In the third blog post in this EV series, I’ll try to save you the embarrassment of asking what might be construed as “uninformed” questions. It all starts with what parts are unique to EVs.

Key components of an electric vehicle

In doing my research to write this, I noticed that most lists of EV components appeared in alphabetical order. I reordered them to help me understand how they work together to make the vehicle operate. If you want the alphabetical list, there’s a link at the end of this section.

So, guess what…there are actually TWO batteries in my EV! Yes, my mind was blown, too. Here’s what they are:

  • Traction battery pack: This is the star of the show. This battery stores electricity for use by the electric traction motor, so it’s what really makes the vehicle go. When you plug in your EV to charge, this is the battery that’s being charged.
  • Auxiliary battery: This battery powers the vehicle’s accessories, such as electric seats and mirrors, audio devices, etc.

But there’s a lot more than just batteries.

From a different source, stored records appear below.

use std::process::Command;

fn main() {
    // Capture git commit hash at build time
    let output = Command::new("git")
        .args(["rev-parse", "--short", "HEAD"])
        .output();

    let git_hash = match output {
        Ok(output) if output.status.success() => String::from_utf8(output.stdout)
            .map(|s| s.trim().to_string())
            .unwrap_or_else(|_| "unknown".to_string()),
        _ => "unknown".to_string(),
    };

    println!("cargo:rustc-env=GIT_HASH={git_hash}");

    // rerun build script if git HEAD changes
    println!("cargo:rerun-if-changed=.git/HEAD");
}
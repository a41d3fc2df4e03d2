//! Word chains: sequences of dictionary words, each one letter away from the last.
//!
//! Two flavours share the engine:
//!
//! - growth chains add one letter at the front or back of the previous word
//!   (`пол, поле, полет, эполет`);
//! - removal chains drop one Roman-numeral letter (`i v x l c d m`) anywhere in
//!   the previous word (`crackling, cracking, racking, raking`).
//!
//! Only maximal chains are reported: a chain is recorded when its last word
//! cannot be continued and the chain is at least `min_chain` words long. A
//! chain that could still grow is never reported, however long it already is.

use std::collections::HashSet;

use log::{debug, info};

use crate::alphabet::{normalize_phrase, Language, LexChar};
use crate::corpus::{Corpus, PartOfSpeech};
use crate::engine::{explore, ResultSet, SearchBudget, SearchLimits, SearchOutcome, SearchProblem};
use crate::errors::PuzzleError;
use crate::partition::{by_length, LengthBuckets};

/// Longest word either chain flavour can handle.
pub const MAX_WORD_LEN: usize = 32;

/// Tunables for [`find_growth_chains`].
#[derive(Debug, Clone, PartialEq, Eq)]
pub struct GrowthParams {
    /// Alphabet letters are added from.
    pub language: Language,
    pub part_of_speech: PartOfSpeech,
    /// Word lengths taking part in chains.
    pub min_len: usize,
    pub max_len: usize,
    /// Chains start from words of these lengths, shortest first.
    pub min_root_len: usize,
    pub max_root_len: usize,
    /// Shortest chain worth reporting.
    pub min_chain: usize,
    /// Grow only from this word instead of from every root in the corpus.
    pub start: Option<String>,
}

impl Default for GrowthParams {
    fn default() -> Self {
        Self {
            language: Language::Russian,
            part_of_speech: PartOfSpeech::Noun,
            min_len: 3,
            max_len: 9,
            min_root_len: 3,
            max_root_len: 5,
            min_chain: 4,
            start: None,
        }
    }
}

/// Tunables for [`find_removal_chains`].
#[derive(Debug, Clone, PartialEq, Eq)]
pub struct RemovalParams {
    /// Only English has Roman-numeral letters to remove.
    pub language: Language,
    /// Longest word considered, roots included.
    pub max_len: usize,
    /// Shortest root; roots are tried from `max_len` down to this.
    pub min_root_len: usize,
    pub min_chain: usize,
}

impl Default for RemovalParams {
    fn default() -> Self {
        Self { language: Language::English, max_len: 12, min_root_len: 6, min_chain: 4 }
    }
}

struct GrowthProblem<'a> {
    buckets: LengthBuckets<'a>,
    alphabet: Vec<char>,
    min_chain: usize,
}

impl<'a> SearchProblem for GrowthProblem<'a> {
    type Partial = Vec<&'a str>;
    type Candidate = &'a str;
    type Solution = Vec<&'a str>;

    fn expand<'s>(&'s self, chain: &'s Vec<&'a str>) -> Box<dyn Iterator<Item = &'a str> + 's> {
        let Some(&last) = chain.last() else {
            return Box::new(std::iter::empty());
        };
        Box::new(self.alphabet.iter().flat_map(move |&c| {
            let prefixed = format!("{c}{last}");
            let suffixed = format!("{last}{c}");
            [self.buckets.get(&prefixed), self.buckets.get(&suffixed)]
                .into_iter()
                .flatten()
        }))
    }

    fn extend(&self, chain: &Vec<&'a str>, word: &'a str) -> Vec<&'a str> {
        let mut next = chain.clone();
        next.push(word);
        next
    }

    fn accept(&self, chain: &Vec<&'a str>, can_grow: bool) -> bool {
        !can_grow && chain.len() >= self.min_chain
    }

    fn solution(&self, chain: &Vec<&'a str>) -> Vec<&'a str> {
        chain.clone()
    }
}
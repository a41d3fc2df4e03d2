//! Generate error code documentation from the source of truth (the error enum).
//!
//! This binary reads the error codes, descriptions, details, and help text
//! directly from `PuzzleError` via its `code()`, `description()`, `details()`,
//! and `help()` methods.
//!
//! Run with:
//! ```bash
//! cargo run --bin generate_error_docs > docs/ERROR_CODES.md
//! ```

use std::fmt::Write;

use lexipuzzle::errors::PuzzleError;

/// One sample of every `PuzzleError` variant, in code order
fn all_puzzle_error_variants() -> Vec<PuzzleError> {
    vec![
        PuzzleError::NoAlphabetLetters { input: "123".to_string(), language: "russian".to_string() },
        PuzzleError::ParameterOutOfRange { name: "depth", value: 7, min: 1, max: 6 },
        PuzzleError::UnknownPartOfSpeech { tag: "adverbs".to_string() },
        PuzzleError::UnknownLanguage { name: "klingon".to_string() },
        PuzzleError::EmptySequence,
        PuzzleError::InsufficientCorpus { letter: 'ъ', needed: 2, available: 1 },
        PuzzleError::CorpusLoad {
            path: "words_cache/nouns_russian.txt".to_string(),
            reason: "No such file or directory (os error 2)".to_string(),
        },
        PuzzleError::InvalidTimeLimit { value: "-1".to_string() },
        PuzzleError::UnsupportedLanguage { operation: "roman-numeral chains", language: "russian".to_string() },
    ]
}

fn write_error_docs(out: &mut String, errors: &[PuzzleError]) -> std::fmt::Result {
    for error in errors {
        writeln!(out, "### {}: {}\n", error.code(), error.description())?;
        writeln!(out, "**Details:** {}\n", error.details())?;

        if let Some(help_text) = error.help() {
            writeln!(out, "**How to fix:**")?;
            writeln!(out, "```\n{help_text}\n```\n")?;
        }

        writeln!(out, "**Example error message:**")?;
        writeln!(out, "```\n{error}\n```\n")?;

        writeln!(out, "**Detailed format:**")?;
        writeln!(out, "```\n{}\n```\n", error.display_detailed())?;

        writeln!(out, "---\n")?;
    }
    Ok(())
}

fn generate_docs() -> Result<String, std::fmt::Error> {
    let mut out = String::new();
    writeln!(out, "# Error Code Reference\n")?;
    writeln!(out, "**⚠️ This document is auto-generated from the source code. Do not edit manually.**\n")?;

    writeln!(out, "## Table of Contents\n")?;
    writeln!(out, "- [Puzzle Errors (E001–E009)](#puzzle-errors)")?;
    writeln!(out, "- [How to Use Error Codes](#how-to-use-error-codes)\n")?;

    writeln!(out, "## Puzzle Errors\n")?;
    writeln!(out, "Errors raised while validating input or loading the corpus, before or instead of a search.")?;
    writeln!(out, "A search that stops on its time or step limit is not an error; it reports a status instead.\n")?;
    write_error_docs(&mut out, &all_puzzle_error_variants())?;

    writeln!(out, "\n## How to Use Error Codes\n")?;
    writeln!(out, "When you see an error like:\n")?;
    writeln!(out, "```\nError: marking sequence must not be empty (E005)\n```\n")?;
    writeln!(out, "1. Note the error code (e.g., `E005`)")?;
    writeln!(out, "2. Look it up in this document for detailed explanation")?;
    writeln!(out, "3. Follow the suggested resolution steps\n")?;

    writeln!(out, "## Error Display Formats\n")?;
    writeln!(out, "Errors are displayed in two formats:\n")?;
    writeln!(out, "### Simple Format")?;
    writeln!(out, "```\nError: <message>\n```\n")?;
    writeln!(out, "### Detailed Format (via `display_detailed()`)")?;
    writeln!(out, "```\n<message> (<code>)\n<help text if available>\n```")?;
    Ok(out)
}

fn main() -> std::process::ExitCode {
    match generate_docs() {
        Ok(docs) => {
            println!("{docs}");
            std::process::ExitCode::SUCCESS
        }
        Err(e) => {
            eprintln!("Error: {e}");
            std::process::ExitCode::FAILURE
        }
    }
}

#[cfg(test)]
mod tests {
    use super::*;

    #[test]
    fn test_every_code_is_documented_once() {
        let docs = generate_docs().unwrap();
        for n in 1..=9 {
            let heading = format!("### E00{n}: ");
            assert_eq!(docs.matches(&heading).count(), 1, "missing or repeated {heading}");
        }
    }

    #[test]
    fn test_help_section_only_when_help_exists() {
        let docs = generate_docs().unwrap();
        // every variant except EmptySequence carries help text
        assert_eq!(docs.matches("**How to fix:**").count(), 8);
    }
}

Battery-adjacent components include:

  • Charge port: This allows the vehicle to connect to an external power supply in order to charge the traction battery pack. It’s how you “plug in” your vehicle.
  • Onboard charger: This brings the power into the system. It takes incoming AC electricity supplied via the charge port and converts it to DC power for charging the traction battery. It also communicates with the charging equipment and monitors battery characteristics such as voltage, current, temperature, and state of charge.
  • DC/DC converter: This device converts higher-voltage DC power from the traction battery pack to the lower-voltage DC power needed to run vehicle accessories and recharge the auxiliary battery. I really should have paid more attention when we learned about electricity in school. I do, however, pay attention to movies that star David Bowie. Thus, I saw “The Prestige” (2006) and learned that Bowie’s character, Nikola Tesla, was the inventor of AC power, and Thomas Edison was the inventor of DC power (and seemed like a kind of questionable dude).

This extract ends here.